- Мне сотрудник Фадина говорит: "Ну что, раз так давит, вы опустите". То есть если я с ребёнком пошла гулять, я в таком положении должна идти. Сколько я так прогуляю?
И это ещё только половина претензий к инвалидной коляске, говорит Наталья Филогина. У её сына Захара тяжёлая форма ДЦП. Не то что ходить, поворачиваться он может с большим трудом. Чтобы как-то облегчить положение малыша, ещё в 2011 году соцзащита выделила семье Филогиных эту коляску. Однако, как уверяет мама Захара, более травмоопасного приспособления и придумать нельзя. Спинка жёсткая, деформируется, крепления сделаны абы как. Нагрузка по телу ребёнка распределяется неравномерно. И пяти минут не проходит, чтобы маленький Захар не заплакал в коляске.
Наталья Филогина, мама Захара: Ребёнку она травмоопасна, она не реабилитирует его, не приносит реабилитацию и пользу, она усугубляет его и без того сложное положение. Вред здоровью наносится. Я два года хожу. Я потеряла на этой почве ребёнка. Я ходила лечилась у врачей, потому что меня трясло и я не могла с сыном находиться. И вы мне сейчас говорите: что вы от меня хотите? Да я хочу просто справедливости и реабилитировать спокойно своего сына, понимаете? Вот и всё.
В квартире Филогиных неспокойно. Кроме Натальи, её сына и друзей семьи здесь находятся доктора и представитель прокуратуры. Наталья уверяет: за те два года, пока она добивается замены коляски, на её пути непреодолимой преградой становятся врачи и органы соцзащиты. В своё время коляска была предоставлена её сыну по так называемой индивидуальной реабилитационной программе, или ИПР. В этом документе указываются, в том числе, и параметры для тех же инвалидных колясок. Как нам пояснили в соцзащите, ИПР Захара Филогина не переоформлялась, так что никаких правовых оснований для замены индивидуального реабилитационного средства попросту нет.
Лилия Белозерцева, начальник отдела предоставления мер социальной поддержки семье и детям: Коляска и сейчас в исправном состоянии находится, поэтому мы не сможем никакого документа принять сейчас от мамы, кроме индивидуальной программы реабилитации.
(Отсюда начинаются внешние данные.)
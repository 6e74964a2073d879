//! Method bodies assembled from stack manipulations.

use std::fmt;

use super::constant::TextConstant;
use super::error::{EmitError, EmitResult};
use super::invocation::MethodInvocation;
use super::ops::{Duplication, Throw, TypeCreation};
use super::sink::MethodSink;
use super::stack::{Compound, Context, StackManipulation};
use crate::codegen::defs::access_flags::ACC_PUBLIC;
use crate::description::types::{StackSize, THROWABLE};
use crate::description::{MethodDescription, TypeDescription, TypeList};

/// Operand stack and local variable capacity required by a method body
#[derive(Debug, Clone, Copy, PartialEq, Eq, Default)]
pub struct AppenderSize {
    operand_stack: u16,
    local_variables: u16,
}

impl AppenderSize {
    pub fn new(operand_stack: u16, local_variables: u16) -> Self {
        Self { operand_stack, local_variables }
    }

    pub fn operand_stack(&self) -> u16 {
        self.operand_stack
    }

    pub fn local_variables(&self) -> u16 {
        self.local_variables
    }

    pub fn merge(self, other: AppenderSize) -> AppenderSize {
        AppenderSize {
            operand_stack: self.operand_stack.max(other.operand_stack),
            local_variables: self.local_variables.max(other.local_variables),
        }
    }
}

impl fmt::Display for AppenderSize {
    fn fmt(&self, f: &mut fmt::Formatter<'_>) -> fmt::Result {
        write!(f, "max_stack={}, max_locals={}", self.operand_stack, self.local_variables)
    }
}

/// Emits the code of a method body
pub trait ByteCodeAppender: fmt::Debug {
    fn append(&self, sink: &mut dyn MethodSink, context: &Context, method: &MethodDescription) -> EmitResult<AppenderSize>;
}

/// Applies a manipulation to a method's body and derives the body's
/// `max_stack` and `max_locals`
#[derive(Debug)]
pub struct SimpleAppender {
    body: Compound,
}

impl SimpleAppender {
    pub fn new(manipulations: Vec<Box<dyn StackManipulation>>) -> Self {
        Self { body: Compound::new(manipulations) }
    }

    /// Apply `manipulation` after checking it is valid
    pub fn apply_checked(
        manipulation: &dyn StackManipulation,
        sink: &mut dyn MethodSink,
        context: &Context,
        method: &MethodDescription,
    ) -> EmitResult<AppenderSize> {
        if !manipulation.is_valid() {
            return Err(EmitError::IllegalManipulation { what: format!("body of {}", method) });
        }
        // locals hold the receiver and every argument
        let local_variables = u16::try_from(method.stack_size()).map_err(|_| EmitError::TooManyLocals {
            required: method.stack_size(),
            limit: u16::MAX,
        })?;
        let size = manipulation.apply(sink, context);
        let operand_stack = u16::try_from(size.maximal_size()).map_err(|_| EmitError::StackOverflow {
            required: size.maximal_size(),
            limit: u16::MAX,
        })?;
        let appended = AppenderSize::new(operand_stack, local_variables);
        log::debug!("appended {}: {}", method, appended);
        Ok(appended)
    }
}

impl ByteCodeAppender for SimpleAppender {
    fn append(&self, sink: &mut dyn MethodSink, context: &Context, method: &MethodDescription) -> EmitResult<AppenderSize> {
        Self::apply_checked(&self.body, sink, context, method)
    }
}

/// A body that throws a new instance of an exception type
#[derive(Debug, Clone, PartialEq, Eq)]
pub struct ExceptionMethod {
    exception_type: TypeDescription,
    message: Option<String>,
}

impl ExceptionMethod {
    /// Throws an exception created by its default constructor
    pub fn throwing(exception_type: TypeDescription) -> Self {
        Self { exception_type, message: None }
    }

    /// Throws an exception created by its `String` constructor
    pub fn throwing_with_message(exception_type: TypeDescription, message: impl Into<String>) -> Self {
        Self { exception_type, message: Some(message.into()) }
    }

    fn construction(&self) -> Compound {
        let mut body = Compound::default();
        body.push(TypeCreation(self.exception_type.clone()).boxed());
        body.push(Duplication(StackSize::Single).boxed());
        let parameters = match &self.message {
            Some(message) => {
                body.push(TextConstant::new(message.clone()).boxed());
                TypeList::new(vec![TypeDescription::string()])
            }
            None => TypeList::empty(),
        };
        let constructor = MethodDescription::constructor(self.exception_type.clone(), parameters, ACC_PUBLIC);
        body.push(MethodInvocation::invoke(&constructor).ok().boxed());
        body.push(Throw.boxed());
        body
    }
}

impl ByteCodeAppender for ExceptionMethod {
    fn append(&self, sink: &mut dyn MethodSink, context: &Context, method: &MethodDescription) -> EmitResult<AppenderSize> {
        if !THROWABLE.is_assignable_from(&self.exception_type) {
            return Err(EmitError::IncompatibleTypes {
                from: self.exception_type.source_name(),
                to: THROWABLE.source_name(),
            });
        }
        SimpleAppender::apply_checked(&self.construction(), sink, context, method)
    }
}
Это всё решается с врачом по состоянию ребёнка, какая коляска ему нужна.
Однако врачи как бы не слышат Наталью. Нужна индивидуальная программа, утверждает медико-социальная экспертиза. Но уже два года, говорит мама маленького инвалида, врачи, что называется, тянут резину.
Павел Бочкарёв, врач-ортопед, внимательно осматривает Захара. Наталья уже в третий раз садит ребёнка в неудобную коляску, чтобы доказать свою правоту. Врач соглашается, что коляска несколько не подходит Захару. Впрочем, задокументировать этот факт почему-то не решается.
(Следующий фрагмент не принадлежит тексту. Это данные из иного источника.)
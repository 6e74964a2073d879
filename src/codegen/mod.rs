//! Bytecode emission for synthesized types
//!
//! This module turns stack manipulations into instructions, resolves how
//! methods are invoked, coerces values between types and writes annotations.

pub mod annotation;
pub mod annotation_writer;
pub mod appender;
pub mod assign;
pub mod code;
pub mod constant;
pub mod constpool;
pub mod defs;
pub mod error;
pub mod invocation;
pub mod member;
pub mod opcodes;
pub mod ops;
pub mod sink;
pub mod stack;

pub use annotation::{AnnotationAppender, AnnotationTarget, AnnotationVisibility, AnnotationVisitor};
pub use appender::{AppenderSize, ByteCodeAppender, ExceptionMethod, SimpleAppender};
pub use assign::Assigner;
pub use code::CodeBuffer;
pub use constpool::ConstantPool;
pub use defs::ClassFileVersion;
pub use invocation::{DispatchKind, MethodInvocation};
pub use sink::{Instruction, InstructionRecorder, MethodSink};
pub use stack::{Compound, Context, Illegal, Size, StackManipulation, Trivial};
Павел Бочкарёв, врач-ортопед: Да не надо садить, я же вижу тоже, что она несколько дискомфортна.
- Ну вы скажите своё слово, вы чего боитесь-то?
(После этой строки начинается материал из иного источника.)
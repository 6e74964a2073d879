//! The model of a type under construction.
//!
//! An [`InstrumentedType`] starts out as a subclass of some supertype and
//! accumulates synthetic fields, methods and a loaded-type initializer. Every
//! addition returns a new snapshot; snapshots share their member lists until
//! one of them is extended.

pub mod initializer;
pub mod naming;

pub use initializer::{CompoundInitializer, LoadedTypeInitializer, NoOpInitializer};
pub use naming::{validate_type_name, FixedName, NamingStrategy, SuffixingName, UnnamedType};

use std::fmt;
use std::sync::Arc;

use crate::codegen::defs::access_flags::*;
use crate::codegen::defs::ClassFileVersion;
use crate::description::annotation::AnnotationDescription;
use crate::description::{FieldDescription, LatentType, MethodDescription, TypeDescription, TypeList};
use crate::error::{Error, MemberKind, Result};

/// A field added to an instrumented type
#[derive(Debug, Clone, PartialEq, Eq, Hash)]
pub struct FieldToken {
    name: String,
    field_type: TypeDescription,
    modifiers: u16,
}

impl FieldToken {
    pub fn new(name: impl Into<String>, field_type: TypeDescription, modifiers: u16) -> Self {
        Self { name: name.into(), field_type, modifiers }
    }

    pub fn name(&self) -> &str {
        &self.name
    }

    pub fn field_type(&self) -> &TypeDescription {
        &self.field_type
    }

    pub fn modifiers(&self) -> u16 {
        self.modifiers
    }

    pub fn descriptor(&self) -> String {
        self.field_type.descriptor()
    }

    /// Fields clash when name and descriptor are equal
    fn clashes_with(&self, other: &FieldToken) -> bool {
        self.name == other.name && self.descriptor() == other.descriptor()
    }

    pub fn describe(&self, declaring_type: &TypeDescription) -> FieldDescription {
        FieldDescription::new(declaring_type.clone(), self.name.clone(), self.field_type.clone(), self.modifiers)
    }
}

/// A method added to an instrumented type
#[derive(Debug, Clone, PartialEq, Eq, Hash)]
pub struct MethodToken {
    name: String,
    return_type: TypeDescription,
    parameter_types: TypeList,
    exception_types: TypeList,
    modifiers: u16,
}

impl MethodToken {
    pub fn new(
        name: impl Into<String>,
        return_type: TypeDescription,
        parameter_types: impl Into<TypeList>,
        exception_types: impl Into<TypeList>,
        modifiers: u16,
    ) -> Self {
        Self {
            name: name.into(),
            return_type,
            parameter_types: parameter_types.into(),
            exception_types: exception_types.into(),
            modifiers,
        }
    }

    pub fn name(&self) -> &str {
        &self.name
    }

    pub fn return_type(&self) -> &TypeDescription {
        &self.return_type
    }

    pub fn parameter_types(&self) -> &TypeList {
        &self.parameter_types
    }

    pub fn exception_types(&self) -> &TypeList {
        &self.exception_types
    }

    pub fn modifiers(&self) -> u16 {
        self.modifiers
    }

    pub fn descriptor(&self) -> String {
        format!("({}){}", self.parameter_types.descriptors(), self.return_type.descriptor())
    }

    pub fn unique_signature(&self) -> String {
        format!("{}{}", self.name, self.descriptor())
    }

    pub fn describe(&self, declaring_type: &TypeDescription) -> MethodDescription {
        MethodDescription::new(
            declaring_type.clone(),
            self.name.clone(),
            self.return_type.clone(),
            self.parameter_types.clone(),
            self.modifiers,
        )
        .with_exceptions(self.exception_types.clone())
    }
}

/// Immutable, versioned snapshot of a type under construction
#[derive(Debug, Clone)]
pub struct InstrumentedType {
    version: u64,
    class_file_version: ClassFileVersion,
    super_class: TypeDescription,
    interfaces: Arc<[TypeDescription]>,
    modifiers: u16,
    name: String,
    fields: Arc<Vec<FieldToken>>,
    methods: Arc<Vec<MethodToken>>,
    initializer: Arc<dyn LoadedTypeInitializer>,
}

impl InstrumentedType {
    /// A new subclass of `super_class` named by `naming`.
    ///
    /// Fails when the proposed name is not a legal type name or clashes with
    /// the supertype or an interface.
    pub fn subclass(
        class_file_version: ClassFileVersion,
        super_class: TypeDescription,
        interfaces: Vec<TypeDescription>,
        modifiers: u16,
        naming: &dyn NamingStrategy,
    ) -> Result<Self> {
        let name = naming.name(&UnnamedType {
            super_class: &super_class,
            interfaces: &interfaces,
            modifiers,
            class_file_version,
        });
        validate_type_name(&name, &super_class, &interfaces)?;
        log::debug!("instrumenting {} as subclass of {}", name, super_class);
        Ok(Self {
            version: 0,
            class_file_version,
            super_class,
            interfaces: interfaces.into(),
            modifiers,
            name,
            fields: Arc::new(Vec::new()),
            methods: Arc::new(Vec::new()),
            initializer: Arc::new(NoOpInitializer),
        })
    }

    /// A snapshot with `name` appended as a field
    pub fn with_field(&self, name: impl Into<String>, field_type: TypeDescription, modifiers: u16) -> Result<Self> {
        let token = FieldToken::new(name, field_type, modifiers);
        let signature = format!("{}:{}", token.name, token.descriptor());
        if self.fields.iter().any(|field| field.clashes_with(&token)) {
            return Err(Error::duplicate(MemberKind::Field, signature, self.name.clone()));
        }
        let mut fields = Vec::with_capacity(self.fields.len() + 1);
        fields.extend(self.fields.iter().cloned());
        fields.push(token);
        let next = Self {
            version: self.version + 1,
            fields: Arc::new(fields),
            ..self.clone()
        };
        log::debug!("{} v{}: added field {}", next.name, next.version, signature);
        Ok(next)
    }

    /// A snapshot with a method appended
    pub fn with_method(
        &self,
        name: impl Into<String>,
        return_type: TypeDescription,
        parameter_types: impl Into<TypeList>,
        exception_types: impl Into<TypeList>,
        modifiers: u16,
    ) -> Result<Self> {
        let token = MethodToken::new(name, return_type, parameter_types, exception_types, modifiers);
        let signature = token.unique_signature();
        if self.methods.iter().any(|method| method.unique_signature() == signature) {
            return Err(Error::duplicate(MemberKind::Method, signature, self.name.clone()));
        }
        let mut methods = Vec::with_capacity(self.methods.len() + 1);
        methods.extend(self.methods.iter().cloned());
        methods.push(token);
        let next = Self {
            version: self.version + 1,
            methods: Arc::new(methods),
            ..self.clone()
        };
        log::debug!("{} v{}: added method {}", next.name, next.version, signature);
        Ok(next)
    }

    /// A snapshot whose initializer runs the current one, then `initializer`
    pub fn with_initializer(&self, initializer: Arc<dyn LoadedTypeInitializer>) -> Self {
        let composed = CompoundInitializer::of(self.initializer.clone(), initializer);
        let next = Self {
            version: self.version + 1,
            initializer: Arc::new(composed),
            ..self.clone()
        };
        log::debug!("{} v{}: added initializer", next.name, next.version);
        next
    }

    /// The same members without any pending initializer
    pub fn detach(&self) -> Self {
        Self {
            initializer: Arc::new(NoOpInitializer),
            ..self.clone()
        }
    }

    pub fn version(&self) -> u64 {
        self.version
    }

    pub fn class_file_version(&self) -> ClassFileVersion {
        self.class_file_version
    }

    pub fn name(&self) -> &str {
        &self.name
    }

    pub fn internal_name(&self) -> String {
        self.name.replace('.', "/")
    }

    pub fn modifiers(&self) -> u16 {
        self.modifiers
    }

    pub fn is_interface(&self) -> bool {
        self.modifiers & ACC_INTERFACE != 0
    }

    /// Declared supertype; interfaces have none
    pub fn supertype(&self) -> Option<&TypeDescription> {
        if self.is_interface() {
            None
        } else {
            Some(&self.super_class)
        }
    }

    pub fn interfaces(&self) -> &[TypeDescription] {
        &self.interfaces
    }

    pub fn fields(&self) -> &[FieldToken] {
        &self.fields
    }

    pub fn methods(&self) -> &[MethodToken] {
        &self.methods
    }

    pub fn initializer(&self) -> &Arc<dyn LoadedTypeInitializer> {
        &self.initializer
    }

    pub fn has_pending_initializer(&self) -> bool {
        self.initializer.is_alive()
    }

    /// Run the pending initializer against the loaded type
    pub fn initialize(&self) -> Result<()> {
        self.initializer.on_load(&self.describe())
    }

    /// Runtime-retained annotations of the supertype
    pub fn annotations(&self) -> Vec<&AnnotationDescription> {
        self.super_class
            .annotations()
            .iter()
            .filter(|annotation| annotation.is_runtime_retained())
            .collect()
    }

    pub fn annotation(&self, annotation_type: &TypeDescription) -> Option<&AnnotationDescription> {
        self.annotations()
            .into_iter()
            .find(|annotation| annotation.annotation_type() == annotation_type)
    }

    pub fn is_annotation_present(&self, annotation_type: &TypeDescription) -> bool {
        self.annotation(annotation_type).is_some()
    }

    /// Description of this snapshot as a type that can be referenced by
    /// emitted code
    pub fn describe(&self) -> TypeDescription {
        let mut latent = LatentType::new(self.name.clone()).modifiers(self.modifiers);
        latent = if self.is_interface() {
            latent.no_super_class()
        } else {
            latent.super_class(self.super_class.clone())
        };
        for interface in self.interfaces.iter() {
            latent = latent.interface(interface.clone());
        }
        for annotation in self.annotations() {
            latent = latent.annotation(annotation.clone());
        }
        latent.build()
    }

    pub fn field_descriptions(&self) -> Vec<FieldDescription> {
        let declaring_type = self.describe();
        self.fields.iter().map(|field| field.describe(&declaring_type)).collect()
    }

    pub fn method_descriptions(&self) -> Vec<MethodDescription> {
        let declaring_type = self.describe();
        self.methods.iter().map(|method| method.describe(&declaring_type)).collect()
    }
}

impl fmt::Display for InstrumentedType {
    fn fmt(&self, f: &mut fmt::Formatter<'_>) -> fmt::Result {
        write!(f, "{} extends {} (v{})", self.name, self.super_class, self.version)
    }
}

#[cfg(test)]
mod tests {
    use super::*;
    use crate::description::annotation::RetentionPolicy;

    fn base() -> InstrumentedType {
        InstrumentedType::subclass(
            ClassFileVersion::default(),
            TypeDescription::class_named("pkg.Foo"),
            Vec::new(),
            ACC_PUBLIC,
            &FixedName::new("pkg.Foo$Sub"),
        )
        .unwrap()
    }

    #[test]
    fn test_versions_increase() {
        let snapshot = base();
        assert_eq!(snapshot.version(), 0);
        let next = snapshot.with_field("x", TypeDescription::int(), 0).unwrap();
        let last = next
            .with_method("run", TypeDescription::void(), TypeList::empty(), TypeList::empty(), ACC_PUBLIC)
            .unwrap();
        assert_eq!(next.version(), 1);
        assert_eq!(last.version(), 2);
        assert_eq!(last.detach().version(), 2);
    }

    #[test]
    fn test_same_name_other_descriptor_is_allowed() {
        let snapshot = base().with_field("x", TypeDescription::int(), 0).unwrap();
        let widened = snapshot.with_field("x", TypeDescription::long(), 0).unwrap();
        assert_eq!(widened.fields().len(), 2);
    }

    #[test]
    fn test_describe_declares_members() {
        let snapshot = base()
            .with_method("run", TypeDescription::void(), TypeList::empty(), TypeList::empty(), ACC_PUBLIC)
            .unwrap();
        let methods = snapshot.method_descriptions();
        assert_eq!(methods[0].declaring_type().name(), "pkg.Foo$Sub");
        assert!(methods[0].declaring_type().is_assignable_to(&TypeDescription::class_named("pkg.Foo")));
    }

    #[test]
    fn test_runtime_annotations_of_supertype() {
        let retained = TypeDescription::class_named("pkg.Retained");
        let compiled = TypeDescription::class_named("pkg.Compiled");
        let super_class = LatentType::new("pkg.Annotated")
            .annotation(AnnotationDescription::new(retained.clone(), Some(RetentionPolicy::Runtime)))
            .annotation(AnnotationDescription::new(compiled.clone(), Some(RetentionPolicy::Class)))
            .build();
        let snapshot = InstrumentedType::subclass(
            ClassFileVersion::default(),
            super_class,
            Vec::new(),
            ACC_PUBLIC,
            &FixedName::new("pkg.Annotated$Sub"),
        )
        .unwrap();
        assert_eq!(snapshot.annotations().len(), 1);
        assert!(snapshot.is_annotation_present(&retained));
        assert!(!snapshot.is_annotation_present(&compiled));
    }
}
– Здесь никто ничего не боится. Но здесь должна быть независимая экспертиза.
– Есть независимая экспертиза!
Независимая экспертиза действительно есть. В справке, которую читает Павел Бочкарёв, чёрным по белому написано: коляска Захару Филогину не подходит. Справку выдал врач, никак не связанный с органами медэкспертизы или соцзащиты. Внимательно изучив ксерокопию документа, врач-ортопед, не сказав ни слова, предпочитает ретироваться, пообещав решить вопрос...
И так постоянно, уверяет Наталья: врачи находят какую-то причину затянуть выдачу новой реабилитационной документации, по которой соцзащита могла бы выдать новую коляску. А пока её нет, Захар вынужден круглые сутки проводить в четырёх стенах маленькой квартиры. Такое-то и взрослый здоровый человек выдержит с трудом, что уж говорить о маленьком мальчике с тяжёлой формой ДЦП.